Richard mengembuskan nafasnya sebelum berkata, “aku punya rencana.. Kau tinggal dan aku akan pergi untuk mengurus semuanya. Beri aku waktu satu tahun untuk mengumpulkan uang yang cukup. Aku akan menjual kapalku dan menukarnya dengan puluhan galon oli. Oli sangat dibutuhkan saat ini dan aku akan memulai bisnis baru. Aku yakin ini akan berhasil, hanya saja berikan aku waktu.
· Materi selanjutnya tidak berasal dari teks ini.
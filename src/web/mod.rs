use std::convert::Infallible;

use filters::api_filters;
use warp::{http::Method, http::StatusCode, reject::Rejection, Filter, Reply};

use crate::Directory;

pub mod admin;
pub mod filters;
pub mod handlers;

async fn handle_rejection(err: Rejection) -> Result<warp::reply::Response, Infallible> {
    if err.find::<admin::AdminRejected>().is_some() {
        return Ok(admin::unauthorized());
    }

    let (code, msg) = if err.is_not_found() {
        (StatusCode::NOT_FOUND, "Not Found".to_string())
    } else if let Some(err) = err.find::<warp::filters::body::BodyDeserializeError>() {
        log::warn!("{}", err);
        (StatusCode::BAD_REQUEST, err.to_string())
    } else if let Some(err) = err.find::<warp::reject::InvalidQuery>() {
        log::warn!("Invalid Query: {}", err);
        (StatusCode::BAD_REQUEST, err.to_string())
    } else if let Some(err) = err.find::<warp::reject::PayloadTooLarge>() {
        log::warn!("{}", err);
        (StatusCode::PAYLOAD_TOO_LARGE, "Upload is too large.".to_string())
    } else if let Some(err) = err.find::<warp::reject::MethodNotAllowed>() {
        log::warn!("Method Not Allowed: {}", err);
        (StatusCode::METHOD_NOT_ALLOWED, err.to_string())
    } else {
        log::error!("Unhandled Rejection: {:?}", err);
        (
            StatusCode::INTERNAL_SERVER_ERROR,
            "Internal Server Error".to_string(),
        )
    };

    Ok(warp::reply::with_status(warp::reply::json(&serde_json::json!({ "error": msg })), code).into_response())
}

pub fn routes(
    directory: Directory,
) -> impl Filter<Extract = (impl warp::Reply,), Error = Infallible> + Clone {
    api_filters(directory).recover(handle_rejection)
}

pub async fn run_http_server(directory: Directory) -> anyhow::Result<()> {
    let cors = warp::cors()
        .allow_any_origin()
        .allow_headers(vec![
            "User-Agent",
            "Sec-Fetch-Mode",
            "Referer",
            "Origin",
            "Content-Type",
            "Authorization",
            "Access-Control-Allow-Origin",
            "Access-Control-Request-Method",
            "Access-Control-Request-Headers",
            "Access-Control-Allow-Headers",
        ])
        .allow_methods(&[Method::GET, Method::POST, Method::OPTIONS]);

    let port = directory.settings.web_port();
    log::info!("Listening on port {}", port);

    warp::serve(routes(directory).with(cors))
        .run(([0, 0, 0, 0], port))
        .await;

    Ok(())
}
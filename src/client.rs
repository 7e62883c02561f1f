//! Client end of the tunnel
//!
//! [`DnsClient::connect`] negotiates a session over an injected
//! [`DnsTransport`] and returns a [`DnsConn`]. A background poller then moves
//! queued chunks upstream and collects downstream data, one round trip at a
//! time; reads and writes only touch the queues.

use async_trait::async_trait;
use log::{debug, info, warn};
use rand::Rng;
use std::sync::atomic::{AtomicBool, Ordering};
use std::sync::{Arc, Mutex as StdMutex};
use std::time::Duration;
use tokio::sync::Notify;
use tokio::task::JoinHandle;
use tokio::time::Instant;

use crate::command::{Request, Response, SessionOptions};
use crate::dns::name::normalize_domain;
use crate::encoding::Encoder;
use crate::error::{Result, TunnelError};
use crate::handshake::{self, Overrides};
use crate::session::{Channel, Serializer, MULTI_QUERY_BATCH};
use crate::stream::{PacketStream, TunnelStream};
use crate::transport::DnsTransport;

/// Identical consecutive poll failures that end the session
pub const MAX_CONSECUTIVE_ERRORS: u32 = 5;

const JITTER_MS: i64 = 150;
const ERROR_BACKOFF: Duration = Duration::from_millis(200);
const MIN_POLL_DELAY: Duration = Duration::from_millis(250);

/// Client settings
#[derive(Debug, Clone)]
pub struct ClientOptions {
    pub domain: String,
    pub overrides: Overrides,
    pub poll_interval: Duration,
    /// Poll interval once the server holds polls for us
    pub lazy_poll_interval: Duration,
    pub round_trip_timeout: Duration,
}

impl Default for ClientOptions {
    fn default() -> Self {
        Self {
            domain: String::new(),
            overrides: Overrides::default(),
            poll_interval: Duration::from_secs(1),
            lazy_poll_interval: Duration::from_millis(250),
            round_trip_timeout: Duration::from_secs(5),
        }
    }
}

/// Opens tunnel sessions
#[derive(Debug, Clone)]
pub struct DnsClient {
    options: ClientOptions,
}

impl DnsClient {
    pub fn new(mut options: ClientOptions) -> Self {
        options.domain = normalize_domain(&options.domain);
        Self { options }
    }

    pub fn options(&self) -> &ClientOptions {
        &self.options
    }

    /// Negotiate a session over `transport` and start polling
    pub async fn connect(&self, transport: Arc<dyn DnsTransport>) -> Result<DnsConn> {
        let channel = Channel::new(transport);
        let domain = &self.options.domain;
        let overrides = &self.options.overrides;

        let serializer = match handshake::run(&channel, domain, overrides).await {
            Err(e) if encoder_unreliable(&e) && overrides.downstream_encoder.is_none() => {
                warn!("{}; retrying handshake with base32 downstream", root_cause(&e));
                let pinned = Overrides {
                    downstream_encoder: Some(Encoder::Base32),
                    ..overrides.clone()
                };
                handshake::run(&channel, domain, &pinned).await?
            }
            result => result?,
        };

        Ok(DnsConn::start(channel, serializer, self.options.clone()))
    }
}

fn encoder_unreliable(err: &TunnelError) -> bool {
    match err {
        TunnelError::EncoderUnreliable(_) => true,
        TunnelError::Handshake { source, .. } => encoder_unreliable(source),
        _ => false,
    }
}

fn root_cause(err: &TunnelError) -> &TunnelError {
    match err {
        TunnelError::Handshake { source, .. } | TunnelError::TooManyErrors(source) => root_cause(source),
        other => other,
    }
}

/// Delay before the next scheduled poll
fn poll_delay(base: Duration, consecutive_errors: u32, jitter_ms: i64) -> Duration {
    let millis = base.as_millis() as i64 + jitter_ms
        + (ERROR_BACKOFF.as_millis() as i64) * consecutive_errors as i64;
    Duration::from_millis(millis.max(0) as u64).max(MIN_POLL_DELAY)
}

/// Counts how often the same failure repeats
#[derive(Debug, Default)]
struct ErrorStreak {
    last: Option<String>,
    count: u32,
}

impl ErrorStreak {
    fn record(&mut self, err: &TunnelError) -> u32 {
        let text = err.to_string();
        if self.last.as_deref() == Some(text.as_str()) {
            self.count += 1;
        } else {
            self.last = Some(text);
            self.count = 1;
        }
        self.count
    }

    fn reset(&mut self) {
        self.last = None;
        self.count = 0;
    }
}

struct Inner {
    channel: Channel,
    serializer: Serializer,
    stream: PacketStream,
    options: ClientOptions,
    closed: AtomicBool,
    shutdown: Notify,
}

impl Inner {
    fn base_interval(&self) -> Duration {
        if self.serializer.use_lazy_mode {
            self.options.lazy_poll_interval
        } else {
            self.options.poll_interval
        }
    }

    /// One `Packet` round trip. Returns whether another poll should follow
    /// right away.
    async fn poll_once(&self) -> Result<bool> {
        let last_acked = self.stream.inbound.last_acked().await;
        let batch = if self.serializer.use_multi_query { MULTI_QUERY_BATCH } else { 1 };
        let chunks = self.stream.outbound.next_chunks(batch).await;

        let requests: Vec<Request> = if chunks.is_empty() {
            vec![Request::Packet {
                nonce: rand::random(),
                last_acked,
                packet: None,
            }]
        } else {
            chunks
                .into_iter()
                .map(|packet| Request::Packet {
                    nonce: rand::random(),
                    last_acked,
                    packet: Some(packet),
                })
                .collect()
        };

        let responses = self
            .channel
            .exchange(&self.serializer, &requests, self.options.round_trip_timeout)
            .await?;

        let mut received = false;
        for response in responses {
            match response {
                Response::Packet { last_acked, packet } => {
                    if let Some(seq) = last_acked {
                        self.stream.outbound.update_acked(seq).await;
                    }
                    received |= packet.is_some();
                    self.stream.inbound.append(packet).await?;
                }
                other => {
                    return Err(TunnelError::Corrupted(format!(
                        "unexpected {:?} response to a poll",
                        other.command()
                    )))
                }
            }
        }
        Ok(received || !self.stream.outbound.is_empty().await)
    }

    async fn run_poller(self: Arc<Self>) {
        let mut errors = ErrorStreak::default();
        let mut immediate = false;

        loop {
            if !immediate {
                let jitter = rand::thread_rng().gen_range(-JITTER_MS..=JITTER_MS);
                let delay = poll_delay(self.base_interval(), errors.count, jitter);
                tokio::select! {
                    _ = tokio::time::sleep(delay) => {}
                    _ = self.stream.outbound.chunk_ready() => {}
                    _ = self.shutdown.notified() => break,
                }
            }
            if self.closed.load(Ordering::SeqCst) {
                break;
            }

            match self.poll_once().await {
                Ok(busy) => {
                    errors.reset();
                    immediate = busy;
                }
                Err(e) if e.is_fatal() => {
                    warn!("Tunnel session ended: {}", e);
                    self.stream.shutdown().await;
                    break;
                }
                Err(e) => {
                    immediate = false;
                    let repeats = errors.record(&e);
                    debug!("Poll failed ({} in a row): {}", repeats, e);
                    if repeats >= MAX_CONSECUTIVE_ERRORS {
                        let err = TunnelError::TooManyErrors(Box::new(e));
                        warn!("Tearing down tunnel session: {} ({})", err, root_cause(&err));
                        self.stream.shutdown().await;
                        break;
                    }
                }
            }
        }
        debug!("Poller stopped");
    }
}

/// Client end of an established session
pub struct DnsConn {
    inner: Arc<Inner>,
    poller: StdMutex<Option<JoinHandle<()>>>,
}

impl std::fmt::Debug for DnsConn {
    fn fmt(&self, f: &mut std::fmt::Formatter<'_>) -> std::fmt::Result {
        f.debug_struct("DnsConn")
            .field("serializer", &self.inner.serializer)
            .field("closed", &self.is_closed())
            .finish_non_exhaustive()
    }
}

impl DnsConn {
    fn start(channel: Channel, serializer: Serializer, options: ClientOptions) -> Self {
        let stream = PacketStream::new(serializer.upstream.fragment_size);
        let inner = Arc::new(Inner {
            channel,
            serializer,
            stream,
            options,
            closed: AtomicBool::new(false),
            shutdown: Notify::new(),
        });
        let poller = tokio::spawn(inner.clone().run_poller());
        Self {
            inner,
            poller: StdMutex::new(Some(poller)),
        }
    }

    /// Parameters the handshake settled on
    pub fn serializer(&self) -> &Serializer {
        &self.inner.serializer
    }

    pub fn user_id(&self) -> Option<u16> {
        self.inner.serializer.user_id
    }

    pub fn is_closed(&self) -> bool {
        self.inner.closed.load(Ordering::SeqCst)
    }

    fn take_poller(&self) -> Option<JoinHandle<()>> {
        self.poller
            .lock()
            .unwrap_or_else(|poisoned| poisoned.into_inner())
            .take()
    }

    async fn teardown(&self) {
        let inner = &self.inner;
        inner.shutdown.notify_one();
        if let Some(poller) = self.take_poller() {
            let _ = poller.await;
        }

        let timeout = inner.options.round_trip_timeout;
        let final_ack = Request::Packet {
            nonce: rand::random(),
            last_acked: inner.stream.inbound.last_acked().await,
            packet: None,
        };
        match inner.channel.call(&inner.serializer, final_ack, timeout).await {
            Ok(Response::Packet {
                last_acked: Some(seq),
                ..
            }) => inner.stream.outbound.update_acked(seq).await,
            Ok(_) => {}
            Err(e) => debug!("Final ack failed: {}", e),
        }

        let goodbye = Request::SetOptions(SessionOptions {
            closed: Some(true),
            ..Default::default()
        });
        match inner.channel.call(&inner.serializer, goodbye, timeout).await {
            Ok(_) => info!("Session {:?} closed", inner.serializer.user_id),
            Err(e) if e.is_bad_connection() => {
                debug!("Server had already dropped session {:?}", inner.serializer.user_id)
            }
            Err(e) => warn!("Teardown of session {:?} failed: {}", inner.serializer.user_id, e),
        }

        if let Err(e) = inner.channel.close().await {
            debug!("Closing transport: {}", e);
        }
        inner.stream.shutdown().await;
    }
}

#[async_trait]
impl TunnelStream for DnsConn {
    async fn read(&self, buf: &mut [u8]) -> Result<usize> {
        self.inner.stream.read(buf).await
    }

    async fn write(&self, data: &[u8]) -> Result<usize> {
        if self.is_closed() {
            return Err(TunnelError::Closed);
        }
        self.inner.stream.write(data).await
    }

    async fn close(&self) -> Result<()> {
        if self.inner.closed.swap(true, Ordering::SeqCst) {
            return Ok(());
        }
        self.teardown().await;
        Ok(())
    }

    fn set_read_deadline(&self, deadline: Option<Instant>) {
        self.inner.stream.set_read_deadline(deadline);
    }

    fn set_write_deadline(&self, deadline: Option<Instant>) {
        self.inner.stream.set_write_deadline(deadline);
    }
}

impl Drop for DnsConn {
    fn drop(&mut self) {
        if let Some(poller) = self.take_poller() {
            poller.abort();
        }
    }
}
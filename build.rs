use std::process::Command;

fn git_revision() -> Option<String> {
    let output = Command::new("git")
        .args(["rev-parse", "--short", "HEAD"])
        .output()
        .ok()?;
    if !output.status.success() {
        return None;
    }
    let revision = String::from_utf8(output.stdout).ok()?;
    Some(revision.trim().to_string())
}

fn main() {
    let built = chrono::Utc::now().format("%Y-%m-%d").to_string();
    let revision = git_revision().unwrap_or_else(|| "unknown".to_string());

    // shown by `socketace --version`
    println!(
        "cargo:rustc-env=SOCKETACE_LONG_VERSION={} ({} built {})",
        env!("CARGO_PKG_VERSION"),
        revision,
        built
    );
    println!("cargo:rerun-if-changed=.git/HEAD");
}
//! Ordered byte streams built on the packet queues
//!
//! Both ends of a tunnel expose the same [`TunnelStream`] interface; the
//! shared plumbing (queues, deadlines, chunking) lives in [`PacketStream`].

use async_trait::async_trait;
use log::{debug, info};
use std::sync::atomic::{AtomicUsize, Ordering};
use std::sync::{Arc, Mutex};
use tokio::io::{AsyncReadExt, AsyncWriteExt};
use tokio::net::TcpStream;
use tokio::time::Instant;

use crate::error::Result;
use crate::queue::{InQueue, OutQueue};

/// Size of the buffers used by [`relay`]
const RELAY_BUFFER_SIZE: usize = 16 * 1024;

/// Ordered, bidirectional byte stream with cooperative deadlines
#[async_trait]
pub trait TunnelStream: Send + Sync {
    /// Read into `buf`, returning 0 at end of stream
    async fn read(&self, buf: &mut [u8]) -> Result<usize>;

    /// Write all of `data`, returning once the peer has acknowledged it
    async fn write(&self, data: &[u8]) -> Result<usize>;

    async fn close(&self) -> Result<()>;

    fn set_read_deadline(&self, deadline: Option<Instant>);

    fn set_write_deadline(&self, deadline: Option<Instant>);
}

/// Queue pair plus the settings shared by client and server streams
#[derive(Debug)]
pub struct PacketStream {
    pub outbound: OutQueue,
    pub inbound: InQueue,
    mtu: AtomicUsize,
    read_deadline: Mutex<Option<Instant>>,
    write_deadline: Mutex<Option<Instant>>,
}

impl PacketStream {
    pub fn new(mtu: usize) -> Self {
        Self {
            outbound: OutQueue::new(),
            inbound: InQueue::new(),
            mtu: AtomicUsize::new(mtu),
            read_deadline: Mutex::new(None),
            write_deadline: Mutex::new(None),
        }
    }

    pub fn mtu(&self) -> usize {
        self.mtu.load(Ordering::Relaxed)
    }

    /// Chunk size for data queued from now on
    pub fn set_mtu(&self, mtu: usize) {
        self.mtu.store(mtu, Ordering::Relaxed);
    }

    pub async fn read(&self, buf: &mut [u8]) -> Result<usize> {
        let deadline = *lock(&self.read_deadline);
        self.inbound.read(buf, deadline).await
    }

    pub async fn write(&self, data: &[u8]) -> Result<usize> {
        let deadline = *lock(&self.write_deadline);
        self.outbound.write(data, self.mtu(), deadline).await
    }

    pub fn set_read_deadline(&self, deadline: Option<Instant>) {
        *lock(&self.read_deadline) = deadline;
    }

    pub fn set_write_deadline(&self, deadline: Option<Instant>) {
        *lock(&self.write_deadline) = deadline;
    }

    /// Wake blocked readers and writers for good
    pub async fn shutdown(&self) {
        self.outbound.close().await;
        self.inbound.close().await;
    }
}

fn lock<T>(m: &Mutex<T>) -> std::sync::MutexGuard<'_, T> {
    m.lock().unwrap_or_else(|poisoned| poisoned.into_inner())
}

/// Pump bytes between `stream` and `tcp`. The relay ends when the tunnel
/// side finishes; local EOF only stops the upload direction. Returns (bytes
/// sent into the tunnel, bytes received from it).
pub async fn relay(stream: Arc<dyn TunnelStream>, tcp: TcpStream) -> Result<(u64, u64)> {
    let peer = tcp.peer_addr().ok();
    let (mut tcp_read, mut tcp_write) = tcp.into_split();

    let upload = {
        let stream = stream.clone();
        async move {
            let mut buf = vec![0u8; RELAY_BUFFER_SIZE];
            let mut total = 0u64;
            loop {
                let n = tcp_read.read(&mut buf).await?;
                if n == 0 {
                    break;
                }
                stream.write(&buf[..n]).await?;
                total += n as u64;
            }
            Ok::<u64, crate::error::TunnelError>(total)
        }
    };

    let download = {
        let stream = stream.clone();
        async move {
            let mut buf = vec![0u8; RELAY_BUFFER_SIZE];
            let mut total = 0u64;
            loop {
                let n = stream.read(&mut buf).await?;
                if n == 0 {
                    break;
                }
                tcp_write.write_all(&buf[..n]).await?;
                total += n as u64;
            }
            tcp_write.shutdown().await?;
            Ok::<u64, crate::error::TunnelError>(total)
        }
    };

    tokio::pin!(upload);
    tokio::pin!(download);

    // local EOF is a half-close: keep delivering what the tunnel still sends
    let (sent, received) = tokio::select! {
        sent = &mut upload => {
            let sent = match sent {
                Ok(sent) => sent,
                Err(e) => {
                    stream.close().await?;
                    return Err(e);
                }
            };
            debug!("Relay {:?}: local side finished after {} bytes", peer, sent);
            let received = download.await;
            stream.close().await?;
            (sent, received?)
        }
        received = &mut download => {
            debug!("Relay {:?}: tunnel side finished", peer);
            stream.close().await?;
            (0, received?)
        }
    };
    info!("Relay {:?} closed (sent {}, received {})", peer, sent, received);
    Ok((sent, received))
}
Aku tidak ingin pergi bersamamu dan tidak memiliki apa-apa. Keluargamu membutuhkanmu, dan aku berjanji padamu aku akan kembali. Pada saat itu tiba, kita akan lebih siap untuk pergi. Bagaimana?”
Air mata Alda sudah merebak. Richard menjulurkan tangannya. Jari-jarinya menyentuh dagu Alda dengan lembut selagi ia berkata, “aku akan kembali, aku janji.”
“Bagaimana jika tidak?”
“Maka aku mati.”
Dengan demikian, itu menjadi percakapan terakhir mereka. Alda pergi meninggalkan kedai kecil itu menggunakan kereta sendirian dan berbalik ke rumahnya. Sementara Richard berdiri disana, mengamati wanita itu perlahan menghilang di kejauhan. Hawa panas menjalar naik ke atas wajahnya. Jantungnya serasa mencelos seolah ia baru saja kehilangan apa yang begitu berarti untuknya. Namun, ketika Alda menarik tirai jendela hingga terbuka dan melongokkan wajahnya disana kemudian melambai, Richard berusaha untuk mengubur kesedihannya dan balik melambai. Senyum lebar mengambang di wajahnya, tapi ia tidak bisa menahan air matanya jatuh.